Work to complete: Your job is to return every line of the listing holding the string "bool".

========================================================================

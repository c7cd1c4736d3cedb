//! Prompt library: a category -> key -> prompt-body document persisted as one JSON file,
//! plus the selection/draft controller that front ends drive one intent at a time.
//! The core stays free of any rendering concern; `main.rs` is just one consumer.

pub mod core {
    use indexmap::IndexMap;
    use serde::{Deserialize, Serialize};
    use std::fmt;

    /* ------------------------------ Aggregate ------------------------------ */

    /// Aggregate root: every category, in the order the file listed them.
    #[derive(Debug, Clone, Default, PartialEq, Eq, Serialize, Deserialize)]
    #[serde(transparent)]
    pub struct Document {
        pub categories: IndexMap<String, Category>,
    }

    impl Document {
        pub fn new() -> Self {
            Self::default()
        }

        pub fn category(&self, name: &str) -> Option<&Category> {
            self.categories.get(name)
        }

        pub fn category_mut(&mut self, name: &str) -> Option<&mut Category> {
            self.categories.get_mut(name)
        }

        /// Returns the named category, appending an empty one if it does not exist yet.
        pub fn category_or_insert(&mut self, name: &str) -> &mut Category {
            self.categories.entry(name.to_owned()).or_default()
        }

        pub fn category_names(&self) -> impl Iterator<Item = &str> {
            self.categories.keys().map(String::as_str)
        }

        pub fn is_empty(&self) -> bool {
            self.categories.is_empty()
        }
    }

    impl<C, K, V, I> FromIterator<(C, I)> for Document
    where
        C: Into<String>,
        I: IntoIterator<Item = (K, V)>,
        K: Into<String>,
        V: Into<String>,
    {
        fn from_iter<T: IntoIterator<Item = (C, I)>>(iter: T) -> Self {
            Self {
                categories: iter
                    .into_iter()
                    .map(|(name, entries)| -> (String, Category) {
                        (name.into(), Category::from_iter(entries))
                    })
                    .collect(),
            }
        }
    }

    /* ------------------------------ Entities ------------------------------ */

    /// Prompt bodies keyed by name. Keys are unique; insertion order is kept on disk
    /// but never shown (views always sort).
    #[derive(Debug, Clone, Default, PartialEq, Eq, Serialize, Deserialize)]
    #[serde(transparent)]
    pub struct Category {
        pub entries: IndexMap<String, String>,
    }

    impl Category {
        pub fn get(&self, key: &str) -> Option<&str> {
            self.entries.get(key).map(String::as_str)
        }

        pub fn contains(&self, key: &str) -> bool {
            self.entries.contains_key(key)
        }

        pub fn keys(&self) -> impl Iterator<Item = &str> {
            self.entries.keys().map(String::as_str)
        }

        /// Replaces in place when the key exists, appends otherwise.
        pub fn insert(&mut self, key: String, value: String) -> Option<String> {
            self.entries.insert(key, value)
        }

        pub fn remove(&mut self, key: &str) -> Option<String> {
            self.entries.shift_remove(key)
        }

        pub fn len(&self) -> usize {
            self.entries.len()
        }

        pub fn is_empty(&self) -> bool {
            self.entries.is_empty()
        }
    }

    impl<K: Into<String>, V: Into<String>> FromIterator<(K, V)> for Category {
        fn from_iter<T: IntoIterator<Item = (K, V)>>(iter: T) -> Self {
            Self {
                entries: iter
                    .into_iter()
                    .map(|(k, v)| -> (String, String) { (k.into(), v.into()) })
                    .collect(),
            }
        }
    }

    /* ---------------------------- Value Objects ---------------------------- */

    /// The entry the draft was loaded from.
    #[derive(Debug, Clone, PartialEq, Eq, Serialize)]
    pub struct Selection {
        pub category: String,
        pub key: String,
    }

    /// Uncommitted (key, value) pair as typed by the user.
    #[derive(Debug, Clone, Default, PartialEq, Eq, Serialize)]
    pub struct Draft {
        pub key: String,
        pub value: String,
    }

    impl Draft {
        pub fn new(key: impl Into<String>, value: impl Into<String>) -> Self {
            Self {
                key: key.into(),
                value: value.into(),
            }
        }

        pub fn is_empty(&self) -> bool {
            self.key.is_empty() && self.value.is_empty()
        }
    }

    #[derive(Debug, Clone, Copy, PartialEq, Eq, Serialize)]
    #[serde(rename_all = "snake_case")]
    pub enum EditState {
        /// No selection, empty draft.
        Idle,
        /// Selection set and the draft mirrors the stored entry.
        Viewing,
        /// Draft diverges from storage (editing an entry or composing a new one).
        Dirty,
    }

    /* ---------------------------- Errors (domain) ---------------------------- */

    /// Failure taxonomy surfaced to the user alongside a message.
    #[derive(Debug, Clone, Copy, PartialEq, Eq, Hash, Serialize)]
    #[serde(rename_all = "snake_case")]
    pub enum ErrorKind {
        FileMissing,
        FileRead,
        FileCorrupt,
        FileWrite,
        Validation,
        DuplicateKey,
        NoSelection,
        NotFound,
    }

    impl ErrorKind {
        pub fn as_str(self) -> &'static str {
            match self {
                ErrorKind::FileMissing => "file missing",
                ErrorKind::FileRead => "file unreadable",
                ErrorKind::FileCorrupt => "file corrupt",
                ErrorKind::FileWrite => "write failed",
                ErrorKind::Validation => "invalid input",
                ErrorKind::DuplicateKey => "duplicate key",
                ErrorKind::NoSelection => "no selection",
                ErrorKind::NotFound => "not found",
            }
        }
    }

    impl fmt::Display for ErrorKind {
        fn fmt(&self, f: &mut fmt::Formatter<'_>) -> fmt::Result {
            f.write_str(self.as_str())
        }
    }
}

========================================================================

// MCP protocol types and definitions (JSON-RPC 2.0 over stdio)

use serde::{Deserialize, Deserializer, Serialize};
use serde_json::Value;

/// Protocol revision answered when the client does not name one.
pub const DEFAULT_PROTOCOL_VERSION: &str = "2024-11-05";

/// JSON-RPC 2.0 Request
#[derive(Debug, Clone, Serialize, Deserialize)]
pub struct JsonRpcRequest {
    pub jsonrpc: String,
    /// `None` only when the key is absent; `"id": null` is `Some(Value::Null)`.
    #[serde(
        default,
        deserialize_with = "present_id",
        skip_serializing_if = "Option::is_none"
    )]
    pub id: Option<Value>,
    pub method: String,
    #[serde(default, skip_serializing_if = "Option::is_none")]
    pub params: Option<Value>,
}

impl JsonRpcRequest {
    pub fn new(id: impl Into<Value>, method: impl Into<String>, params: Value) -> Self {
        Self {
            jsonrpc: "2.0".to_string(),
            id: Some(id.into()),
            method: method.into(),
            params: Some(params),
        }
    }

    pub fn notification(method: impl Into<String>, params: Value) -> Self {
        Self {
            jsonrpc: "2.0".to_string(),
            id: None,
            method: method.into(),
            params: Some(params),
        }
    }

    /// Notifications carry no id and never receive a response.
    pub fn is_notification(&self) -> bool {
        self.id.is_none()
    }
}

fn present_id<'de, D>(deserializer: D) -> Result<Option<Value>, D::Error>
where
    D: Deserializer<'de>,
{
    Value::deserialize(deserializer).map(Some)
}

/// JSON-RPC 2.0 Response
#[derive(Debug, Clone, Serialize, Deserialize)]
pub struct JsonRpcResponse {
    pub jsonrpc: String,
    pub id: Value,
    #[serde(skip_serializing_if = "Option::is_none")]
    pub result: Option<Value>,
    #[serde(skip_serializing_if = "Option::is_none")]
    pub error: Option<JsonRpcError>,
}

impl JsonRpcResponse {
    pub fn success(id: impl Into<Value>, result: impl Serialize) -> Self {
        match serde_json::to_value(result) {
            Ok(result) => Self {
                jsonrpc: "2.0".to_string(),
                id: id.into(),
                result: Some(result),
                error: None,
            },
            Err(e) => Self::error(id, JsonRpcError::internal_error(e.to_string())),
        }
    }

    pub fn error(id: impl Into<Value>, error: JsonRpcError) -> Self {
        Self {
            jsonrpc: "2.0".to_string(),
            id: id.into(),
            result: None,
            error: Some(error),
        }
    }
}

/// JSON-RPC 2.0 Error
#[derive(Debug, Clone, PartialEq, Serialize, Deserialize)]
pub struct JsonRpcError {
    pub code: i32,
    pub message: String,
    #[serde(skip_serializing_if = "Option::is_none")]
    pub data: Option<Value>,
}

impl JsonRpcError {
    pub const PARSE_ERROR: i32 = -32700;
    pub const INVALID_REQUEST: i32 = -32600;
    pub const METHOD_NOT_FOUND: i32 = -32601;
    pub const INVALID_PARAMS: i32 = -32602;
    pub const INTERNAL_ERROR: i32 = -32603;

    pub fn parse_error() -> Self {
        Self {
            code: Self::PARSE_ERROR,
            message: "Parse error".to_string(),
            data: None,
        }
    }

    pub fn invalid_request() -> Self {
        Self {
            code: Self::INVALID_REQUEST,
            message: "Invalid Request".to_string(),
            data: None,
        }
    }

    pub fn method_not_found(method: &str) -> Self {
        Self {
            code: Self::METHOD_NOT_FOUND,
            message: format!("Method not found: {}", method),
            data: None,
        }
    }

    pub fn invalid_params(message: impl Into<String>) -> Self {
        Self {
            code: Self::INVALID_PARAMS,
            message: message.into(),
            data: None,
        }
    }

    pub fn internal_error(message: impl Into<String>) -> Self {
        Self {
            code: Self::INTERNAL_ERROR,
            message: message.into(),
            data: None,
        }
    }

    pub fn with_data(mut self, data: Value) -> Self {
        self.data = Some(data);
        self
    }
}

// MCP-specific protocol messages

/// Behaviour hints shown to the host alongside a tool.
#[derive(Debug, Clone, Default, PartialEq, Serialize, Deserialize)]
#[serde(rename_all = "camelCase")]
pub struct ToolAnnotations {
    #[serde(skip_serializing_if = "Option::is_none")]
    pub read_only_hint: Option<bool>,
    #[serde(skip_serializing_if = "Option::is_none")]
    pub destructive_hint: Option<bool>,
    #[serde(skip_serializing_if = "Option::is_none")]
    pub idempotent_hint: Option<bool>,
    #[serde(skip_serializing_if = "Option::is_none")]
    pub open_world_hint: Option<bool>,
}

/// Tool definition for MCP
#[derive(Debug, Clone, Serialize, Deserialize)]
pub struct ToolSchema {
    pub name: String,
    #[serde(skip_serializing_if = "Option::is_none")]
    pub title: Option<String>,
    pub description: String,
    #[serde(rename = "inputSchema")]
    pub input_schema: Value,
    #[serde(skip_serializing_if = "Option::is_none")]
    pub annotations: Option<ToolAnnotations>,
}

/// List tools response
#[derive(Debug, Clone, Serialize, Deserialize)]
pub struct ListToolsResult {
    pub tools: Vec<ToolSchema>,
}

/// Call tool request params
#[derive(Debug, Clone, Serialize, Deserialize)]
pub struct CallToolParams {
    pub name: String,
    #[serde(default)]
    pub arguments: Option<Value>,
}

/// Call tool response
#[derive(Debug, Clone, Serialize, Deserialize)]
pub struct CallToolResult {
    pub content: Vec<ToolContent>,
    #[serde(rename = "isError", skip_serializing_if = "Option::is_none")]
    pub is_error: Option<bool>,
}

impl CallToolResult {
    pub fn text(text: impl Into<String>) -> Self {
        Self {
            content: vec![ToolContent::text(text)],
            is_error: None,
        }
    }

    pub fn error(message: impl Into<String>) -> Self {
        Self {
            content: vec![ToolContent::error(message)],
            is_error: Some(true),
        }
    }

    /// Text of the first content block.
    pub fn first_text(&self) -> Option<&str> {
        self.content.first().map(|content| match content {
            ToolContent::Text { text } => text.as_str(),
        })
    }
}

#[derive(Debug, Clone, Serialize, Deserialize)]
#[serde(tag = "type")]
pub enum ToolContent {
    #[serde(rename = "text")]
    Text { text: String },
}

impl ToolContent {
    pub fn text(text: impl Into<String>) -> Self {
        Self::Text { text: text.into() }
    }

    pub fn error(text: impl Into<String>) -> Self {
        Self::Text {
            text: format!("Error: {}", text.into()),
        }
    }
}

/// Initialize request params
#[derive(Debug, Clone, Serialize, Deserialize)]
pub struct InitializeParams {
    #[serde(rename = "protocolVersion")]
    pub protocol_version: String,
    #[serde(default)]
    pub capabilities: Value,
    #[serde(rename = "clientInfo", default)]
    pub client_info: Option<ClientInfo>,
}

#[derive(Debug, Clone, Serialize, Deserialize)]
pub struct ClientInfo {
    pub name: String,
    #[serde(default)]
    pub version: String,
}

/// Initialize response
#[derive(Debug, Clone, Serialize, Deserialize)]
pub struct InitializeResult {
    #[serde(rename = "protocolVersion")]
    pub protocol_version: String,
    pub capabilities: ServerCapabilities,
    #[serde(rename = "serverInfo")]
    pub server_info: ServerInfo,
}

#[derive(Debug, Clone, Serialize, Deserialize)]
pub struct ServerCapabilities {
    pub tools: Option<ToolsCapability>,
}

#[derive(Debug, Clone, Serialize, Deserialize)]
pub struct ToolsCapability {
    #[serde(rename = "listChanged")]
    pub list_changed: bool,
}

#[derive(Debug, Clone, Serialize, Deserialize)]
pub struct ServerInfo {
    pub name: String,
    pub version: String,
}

========================================================================

Result:
        pub fn is_empty(&self) -> bool {
        pub fn contains(&self, key: &str) -> bool {
        pub fn is_empty(&self) -> bool {
        pub fn is_empty(&self) -> bool {
    pub fn is_notification(&self) -> bool {
    pub read_only_hint: Option<bool>,
    pub destructive_hint: Option<bool>,
    pub idempotent_hint: Option<bool>,
    pub open_world_hint: Option<bool>,
    pub is_error: Option<bool>,
    pub list_changed: bool,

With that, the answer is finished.